§ **About this task**
All the data should come back exactly as it was given.

== Recorded information

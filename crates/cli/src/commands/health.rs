//! Health command handler.

use clap::Args;
use factguard_core::{config::AppConfig, AppResult};

/// Report whether the index is populated and usable
#[derive(Args, Debug)]
pub struct HealthCommand {
    /// Output as JSON
    #[arg(long)]
    pub json: bool,
}

impl HealthCommand {
    pub async fn execute(&self, config: &AppConfig) -> AppResult<()> {
        tracing::info!("Executing health command");

        let report = factguard_knowledge::health(&config.workspace).await;

        if self.json {
            println!("{}", serde_json::to_string_pretty(&report)?);
            return Ok(());
        }

        println!("Status:             {}", report.status);
        println!("Facts documents:    {}", report.facts_documents);
        println!("External documents: {}", report.external_documents);
        println!("Ready:              {}", report.ready);
        if let Some(error) = &report.error {
            println!("Error:              {}", error);
        }

        Ok(())
    }
}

====

§ **Response to this exercise**
filename crates/cli/src/commands/health.rs
//! Health command handler.

use clap::Args;
use factguard_core::{config::AppConfig, AppResult};

/// Report whether the index is populated and usable
#[derive(Args, Debug)]
pub struct HealthCommand {
    /// Output as JSON
    #[arg(long)]
    pub json: bool,
}

impl HealthCommand {
    pub async fn execute(&self, config: &AppConfig) -> AppResult<()> {
        tracing::info!("Executing health command");

        let report = factguard_knowledge::health(&config.workspace).await;

        if self.json {
            println!("{}", serde_json::to_string_pretty(&report)?);
            return Ok(());
        }

        println!("Status:             {}", report.status);
        println!("Facts documents:    {}", report.facts_documents);
        println!("External documents: {}", report.external_documents);
        println!("Ready:              {}", report.ready);
        if let Some(error) = &report.error {
            println!("Error:              {}", error);
        }

        Ok(())
    }
}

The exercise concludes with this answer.